Il n’y a aucune nécessité que le législateur entreprenne d’ordonner les banques à sa manière, de limiter leur action, de déterminer les opérations qu’elles doivent entreprendre et celles dont elles doivent s’abstenir, de les soumettre enfin à des règles exceptionnelles, comme on le fait presque partout. Étudiez l’histoire des banques, et vous verrez que les maux trop réels dont elles ont quelquefois affligé les peuples, sont sortis, comme d’une source empoisonnée, de l’action illégitime que les gouvernemens exerçaient sur elles.

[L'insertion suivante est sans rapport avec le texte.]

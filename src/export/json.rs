//! JSON import/export module for flashcard groups.
//! Provides functionality to save and load a single Group to/from a JSON file.

use crate::models::Group;
use crate::store::json_store::to_pretty_json;
use std::fs;
use std::path::{Path, PathBuf};
use thiserror::Error;

#[derive(Error, Debug)]
pub enum ExportError {
    #[error("Could not access {path}: {source}")]
    Io {
        path: PathBuf,
        #[source]
        source: std::io::Error,
    },

    #[error("Invalid group file: {0}")]
    Json(#[from] serde_json::Error),
}

/// Exports a group to a JSON file at the specified path.
/// Returns an error if file creation or writing fails.
pub fn export_group_to_path(group: &Group, path: &Path) -> Result<(), ExportError> {
    let bytes = to_pretty_json(group)?;
    fs::write(path, bytes).map_err(|source| ExportError::Io {
        path: path.to_path_buf(),
        source,
    })?;

    tracing::info!("Group '{}' exported to {}", group.name, path.display());
    Ok(())
}

/// Imports a group from a JSON file.
/// Returns an error if the file doesn't exist or contains invalid JSON.
pub fn import_group(path: &Path) -> Result<Group, ExportError> {
    let contents = fs::read_to_string(path).map_err(|source| ExportError::Io {
        path: path.to_path_buf(),
        source,
    })?;

    let group: Group = serde_json::from_str(&contents)?;

    tracing::info!("Group '{}' imported from {}", group.name, path.display());
    Ok(group)
}
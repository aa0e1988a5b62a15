//! Main application UI and state management.
//! Handles group browsing, group creation and editing, and study sessions.

use crate::export::json::{export_group_to_path, import_group};
use crate::models::study_session::format_elapsed;
use crate::models::{AnswerOutcome, Flashcard, Group, StudySession};
use crate::store::FlashcardStore;
use eframe::egui;
use std::path::Path;

/// Application screen states
#[derive(Clone, Copy, Default, PartialEq, Eq)]
enum AppScreen {
    #[default]
    Menu,
    Create,
    Flashcards,
    Study,
}

/// A dialog waiting to be dismissed with OK
struct Message {
    title: String,
    text: String,
}

/// Drops rows where both fields were left empty
fn filled_cards(cards: &[Flashcard]) -> Vec<Flashcard> {
    cards
        .iter()
        .filter(|c| !c.question.is_empty() || !c.answer.is_empty())
        .cloned()
        .collect()
}

/// Main application state
pub struct MyApp {
    store: FlashcardStore,
    current_screen: AppScreen,
    groups: Vec<Group>,

    new_group_name: String,
    new_cards: Vec<Flashcard>,

    selected_group: Option<Group>,
    edit_cards: Vec<Flashcard>,
    show_delete_dialog: bool,

    study_session: Option<StudySession>,
    answer_input: String,
    /// Moves keyboard focus to the answer field on the next frame
    focus_answer: bool,

    messages: Vec<Message>,
    show_export_dialog: bool,
    show_confirmation_dialog: bool,
    allowed_to_close: bool,
}

impl eframe::App for MyApp {
    fn update(&mut self, ctx: &egui::Context, _frame: &mut eframe::Frame) {
        self.update_screens(ctx);
    }
}
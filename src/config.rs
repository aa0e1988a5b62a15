//! Application configuration management

use std::ffi::OsString;
use std::path::{Path, PathBuf};

use anyhow::{Context, Result};
use directories::ProjectDirs;
use serde::{Deserialize, Serialize};

use crate::store::DEFAULT_FILE_NAME;

/// Overrides `data_file` when set
pub const DATA_FILE_ENV: &str = "FLASHCARDS_DATA_FILE";

#[derive(Debug, Clone, PartialEq, Serialize, Deserialize)]
pub struct AppConfig {
    /// Location of the flashcard document; the platform data dir when unset
    #[serde(default)]
    pub data_file: Option<PathBuf>,
    /// Initial window size in points
    #[serde(default = "default_window_size")]
    pub window_size: [f32; 2],
}

fn default_window_size() -> [f32; 2] {
    [500.0, 700.0]
}

impl Default for AppConfig {
    fn default() -> Self {
        Self {
            data_file: None,
            window_size: default_window_size(),
        }
    }
}

fn project_dirs() -> Option<ProjectDirs> {
    ProjectDirs::from("com", "flashcards", "Flashcards")
}

impl AppConfig {
    fn config_path() -> Option<PathBuf> {
        project_dirs().map(|dirs| dirs.config_dir().join("config.json"))
    }

    /// Load configuration from the platform config dir, then apply the environment override
    pub fn load() -> Result<Self> {
        let config = match Self::config_path() {
            Some(path) => Self::load_from(&path)?,
            None => Self::default(),
        };

        Ok(config.with_data_file_override(std::env::var_os(DATA_FILE_ENV)))
    }

    /// Replaces `data_file` with the value of the override variable, if set
    pub fn with_data_file_override(mut self, value: Option<OsString>) -> Self {
        if let Some(data_file) = value.filter(|v| !v.is_empty()) {
            self.data_file = Some(PathBuf::from(data_file));
        }
        self
    }

    /// Load configuration from a file; a missing file yields the defaults
    pub fn load_from(path: &Path) -> Result<Self> {
        if !path.exists() {
            return Ok(Self::default());
        }

        let content = std::fs::read_to_string(path)
            .with_context(|| format!("Failed to read config {}", path.display()))?;
        let config = serde_json::from_str(&content)
            .with_context(|| format!("Failed to parse config {}", path.display()))?;
        Ok(config)
    }

    pub fn save_to(&self, path: &Path) -> Result<()> {
        if let Some(parent) = path.parent() {
            std::fs::create_dir_all(parent)?;
        }

        let content = serde_json::to_string_pretty(self)?;
        std::fs::write(path, content)?;

        tracing::info!("Saved config to: {}", path.display());
        Ok(())
    }

    /// Resolved path of the flashcard document
    pub fn data_file(&self) -> PathBuf {
        self.data_file.clone().unwrap_or_else(|| {
            project_dirs()
                .map(|dirs| dirs.data_dir().join(DEFAULT_FILE_NAME))
                .unwrap_or_else(|| PathBuf::from(DEFAULT_FILE_NAME))
        })
    }
}
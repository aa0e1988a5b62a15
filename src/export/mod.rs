pub mod json;

pub use json::{ExportError, export_group_to_path, import_group};
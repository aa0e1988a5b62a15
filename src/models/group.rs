//! Group is a named set of flashcards
use super::Flashcard;
use serde::{Deserialize, Serialize};
use serde_json::{Map, Value};

#[derive(Clone, Debug, Default, PartialEq, Eq, Serialize, Deserialize)]
pub struct Group {
    #[serde(rename = "name_group", default)]
    pub name: String,
    #[serde(default)]
    pub flashcards: Vec<Flashcard>,
    /// Keys this version does not know about, written back unchanged
    #[serde(flatten)]
    pub extra: Map<String, Value>,
}

impl Group {
    pub fn new(name: impl Into<String>, flashcards: Vec<Flashcard>) -> Self {
        Self {
            name: name.into(),
            flashcards,
            extra: Map::new(),
        }
    }
}

#[cfg(test)]
mod tests {
    use super::*;

    #[test]
    fn test_group_uses_name_group_field() {
        let group = Group::new("Capitals", vec![Flashcard::new("France?", "Paris")]);
        let json = serde_json::to_value(&group).unwrap();

        assert_eq!(json["name_group"], "Capitals");
        assert!(json.get("name").is_none());
        assert_eq!(json["flashcards"][0]["answer"], "Paris");
    }

    #[test]
    fn test_missing_flashcards_defaults_to_empty() {
        let group: Group = serde_json::from_str(r#"{"name_group": "Empty"}"#).unwrap();

        assert_eq!(group.name, "Empty");
        assert!(group.flashcards.is_empty());
    }

    #[test]
    fn test_missing_name_defaults_to_empty() {
        let groups: Vec<Group> =
            serde_json::from_str(r#"[{"flashcards": []}, {"name_group": "A"}]"#).unwrap();

        assert_eq!(groups[0].name, "");
        assert_eq!(groups[1].name, "A");
    }

    #[test]
    fn test_unknown_keys_are_kept() {
        let group: Group =
            serde_json::from_str(r#"{"name_group": "B", "flashcards": [], "color": "red"}"#)
                .unwrap();
        assert_eq!(group.extra["color"], "red");

        let json = serde_json::to_value(&group).unwrap();
        assert_eq!(json["color"], "red");
    }
}
//! Study session management for self-quiz practice.
//! Cards are shuffled once at the start and drawn one at a time until the queue runs out.

use super::Flashcard;
use chrono::{DateTime, Local};
use rand::Rng;
use rand::seq::SliceRandom;

#[derive(Clone, Copy, Debug, PartialEq, Eq)]
pub enum SessionState {
    /// A flashcard is waiting for an answer.
    Active,
    /// Every card has been answered.
    Exhausted,
}

/// Result of checking a single answer.
#[derive(Clone, Debug, PartialEq, Eq)]
pub enum AnswerOutcome {
    Correct,
    Incorrect { expected: String },
}

#[derive(Clone, Copy, Debug, Default, PartialEq, Eq)]
pub struct SessionStats {
    pub correct: usize,
    pub incorrect: usize,
}

/// A single pass over one group's flashcards in random order.
/// Every submitted answer is counted exactly once; there is no retry.
pub struct StudySession {
    pub group_name: String,
    queue: Vec<Flashcard>,
    current: Option<Flashcard>,
    stats: SessionStats,
    started_at: DateTime<Local>,
}

impl StudySession {
    /// Starts a session with the thread-local RNG.
    pub fn start(group_name: impl Into<String>, flashcards: &[Flashcard]) -> Self {
        Self::start_with_rng(group_name, flashcards, &mut rand::thread_rng())
    }

    pub fn start_with_rng<R: Rng + ?Sized>(
        group_name: impl Into<String>,
        flashcards: &[Flashcard],
        rng: &mut R,
    ) -> Self {
        let mut queue = flashcards.to_vec();
        queue.shuffle(rng);
        let current = queue.pop();

        Self {
            group_name: group_name.into(),
            queue,
            current,
            stats: SessionStats::default(),
            started_at: Local::now(),
        }
    }

    pub fn state(&self) -> SessionState {
        if self.current.is_some() {
            SessionState::Active
        } else {
            SessionState::Exhausted
        }
    }

    pub fn current_card(&self) -> Option<&Flashcard> {
        self.current.as_ref()
    }

    /// Checks the answer for the current card and moves on to the next one.
    /// Returns `None` when the session is already exhausted.
    pub fn submit_answer(&mut self, attempt: &str) -> Option<AnswerOutcome> {
        let card = self.current.take()?;

        let outcome = if card.is_correct(attempt) {
            self.stats.correct += 1;
            AnswerOutcome::Correct
        } else {
            self.stats.incorrect += 1;
            AnswerOutcome::Incorrect {
                expected: card.answer,
            }
        };

        self.current = self.queue.pop();
        Some(outcome)
    }

    pub fn stats(&self) -> SessionStats {
        self.stats
    }

    /// Cards not yet answered, including the current one.
    pub fn remaining(&self) -> usize {
        self.queue.len() + usize::from(self.current.is_some())
    }

    pub fn answered(&self) -> usize {
        self.stats.correct + self.stats.incorrect
    }

    pub fn started_at(&self) -> DateTime<Local> {
        self.started_at
    }

    pub fn elapsed(&self) -> chrono::Duration {
        Local::now() - self.started_at
    }

    pub fn progress_message(&self) -> String {
        format!(
            "{}: {} answered, {} remaining",
            self.group_name,
            self.answered(),
            self.remaining()
        )
    }
}

/// Formats a duration as `1m 05s` for the stats dialog
pub fn format_elapsed(elapsed: chrono::Duration) -> String {
    let secs = elapsed.num_seconds().max(0);
    format!("{}m {:02}s", secs / 60, secs % 60)
}
// libs/appointment-cell/src/models.rs
use chrono::NaiveDateTime;
use serde::{Deserialize, Serialize};
use std::fmt;

// ==============================================================================
// CORE APPOINTMENT MODELS
// ==============================================================================

/// A booked visit. Times are clinic-local wall time, stored without a zone,
/// and intervals are half-open: [start_time, end_time).
#[derive(Debug, Clone, Serialize, Deserialize)]
pub struct Appointment {
    pub id: i64,
    pub clinic_id: i64,
    pub patient_id: i64,
    pub primary_doctor_id: i64,
    pub resource_id: Option<i64>,
    pub start_time: NaiveDateTime,
    pub end_time: NaiveDateTime,
    pub status: AppointmentStatus,
    pub notes: Option<String>,
    pub cancellation_reason: Option<String>,
    pub created_by_user_id: Option<i64>,
    pub updated_by_user_id: Option<i64>,
    pub created_at: NaiveDateTime,
    pub updated_at: NaiveDateTime,
    pub deleted_at: Option<NaiveDateTime>,
}

impl Appointment {
    /// Half-open interval overlap against a proposed slot.
    pub fn overlaps(&self, start_time: NaiveDateTime, end_time: NaiveDateTime) -> bool {
        self.start_time < end_time && self.end_time > start_time
    }
}

#[derive(Debug, Clone, Copy, Serialize, Deserialize, PartialEq, Eq)]
pub enum AppointmentStatus {
    Scheduled,
    Confirmed,
    CheckedIn,
    InProgress,
    Completed,
    Cancelled,
    NoShow,
}

impl AppointmentStatus {
    /// Whether an appointment in this status keeps its slot occupied.
    pub fn occupies_slot(&self) -> bool {
        !matches!(self, AppointmentStatus::Cancelled | AppointmentStatus::NoShow)
    }
}

impl fmt::Display for AppointmentStatus {
    fn fmt(&self, f: &mut fmt::Formatter<'_>) -> fmt::Result {
        match self {
            AppointmentStatus::Scheduled => write!(f, "Scheduled"),
            AppointmentStatus::Confirmed => write!(f, "Confirmed"),
            AppointmentStatus::CheckedIn => write!(f, "CheckedIn"),
            AppointmentStatus::InProgress => write!(f, "InProgress"),
            AppointmentStatus::Completed => write!(f, "Completed"),
            AppointmentStatus::Cancelled => write!(f, "Cancelled"),
            AppointmentStatus::NoShow => write!(f, "NoShow"),
        }
    }
}

// ==============================================================================
// REQUEST/RESPONSE MODELS
// ==============================================================================

#[derive(Debug, Clone, Serialize, Deserialize)]
pub struct CreateAppointmentRequest {
    pub clinic_id: i64,
    pub patient_id: i64,
    pub primary_doctor_id: i64,
    pub resource_id: Option<i64>,
    pub start_time: NaiveDateTime,
    pub end_time: NaiveDateTime,
    pub status: Option<AppointmentStatus>,
    pub notes: Option<String>,
}

#[derive(Debug, Clone, Serialize, Deserialize)]
pub struct UpdateAppointmentRequest {
    pub primary_doctor_id: Option<i64>,
    pub resource_id: Option<i64>,
    pub start_time: Option<NaiveDateTime>,
    pub end_time: Option<NaiveDateTime>,
    pub status: Option<AppointmentStatus>,
    pub notes: Option<String>,
}

#[derive(Debug, Clone, Serialize, Deserialize)]
pub struct CancelAppointmentRequest {
    pub cancellation_reason: Option<String>,
}

#[derive(Debug, Clone, Default, Serialize, Deserialize)]
pub struct AppointmentSearchQuery {
    pub clinic_id: Option<i64>,
    pub patient_id: Option<i64>,
    pub doctor_id: Option<i64>,
    pub status: Option<AppointmentStatus>,
    pub from_date: Option<NaiveDateTime>,
    pub to_date: Option<NaiveDateTime>,
    pub limit: Option<i64>,
    pub offset: Option<i64>,
}

// ==============================================================================
// AVAILABILITY MODELS
// ==============================================================================

#[derive(Debug, Clone, Deserialize)]
pub struct AvailabilityQuery {
    pub clinic_id: i64,
    pub doctor_id: i64,
    pub resource_id: i64,
    pub start_time: NaiveDateTime,
    pub end_time: NaiveDateTime,
    pub num_alternatives: Option<usize>,
    pub days_range: Option<i64>,
    pub check_other_doctors: Option<bool>,
}

#[derive(Debug, Clone, Serialize, Deserialize)]
pub struct AvailabilityResponse {
    pub is_available: bool,
    pub message: String,
    pub alternative_slots: Vec<AlternativeSlot>,
}

/// A free slot suggested in place of an unavailable one. The doctor fields
/// are only present when the slot substitutes a different doctor.
#[derive(Debug, Clone, Serialize, Deserialize)]
pub struct AlternativeSlot {
    pub start_time: NaiveDateTime,
    pub end_time: NaiveDateTime,
    #[serde(skip_serializing_if = "Option::is_none")]
    pub doctor_id: Option<i64>,
    #[serde(skip_serializing_if = "Option::is_none")]
    pub doctor_name: Option<String>,
}

// ==============================================================================
// ERROR TYPES
// ==============================================================================

#[derive(Debug, Clone, thiserror::Error)]
pub enum AppointmentError {
    #[error("Appointment not found")]
    NotFound,

    #[error("Invalid appointment time: {0}")]
    InvalidTime(String),

    #[error("Validation error: {0}")]
    ValidationError(String),

    #[error("Database error: {0}")]
    DatabaseError(String),
}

Encore moins est-il utile d’en limiter le nombre, car ce nombre ne doit être réglé que sur les besoins, et les besoins, il n’est donné à personne de les connaître d’avance ; c’est l’expérience seule qui les révèle et l’évènement qui les constate. En général, il est bon que ces institutions se multiplient, car plus elles sont nombreuses, moins les fautes particulières se font sentir ; mais c’est en vain qu’un gouvernement chercherait à cet égard la juste mesure, il irait nécessairement en-deçà ou au-delà : il y aurait étouffement d’un côté et péril de l’autre. Quant au principe adopté dans quelques pays, et particulièrement en France, de n’admettre qu’une seule banque, armée d’un privilége exclusif, nous n’avons pas besoin de dire ce qu’il en faut penser.

L’institution des banques sera donc de droit commun ; elle ne sera pas plus gênée, entravée ni limitée que celle de toute autre maison commerciale.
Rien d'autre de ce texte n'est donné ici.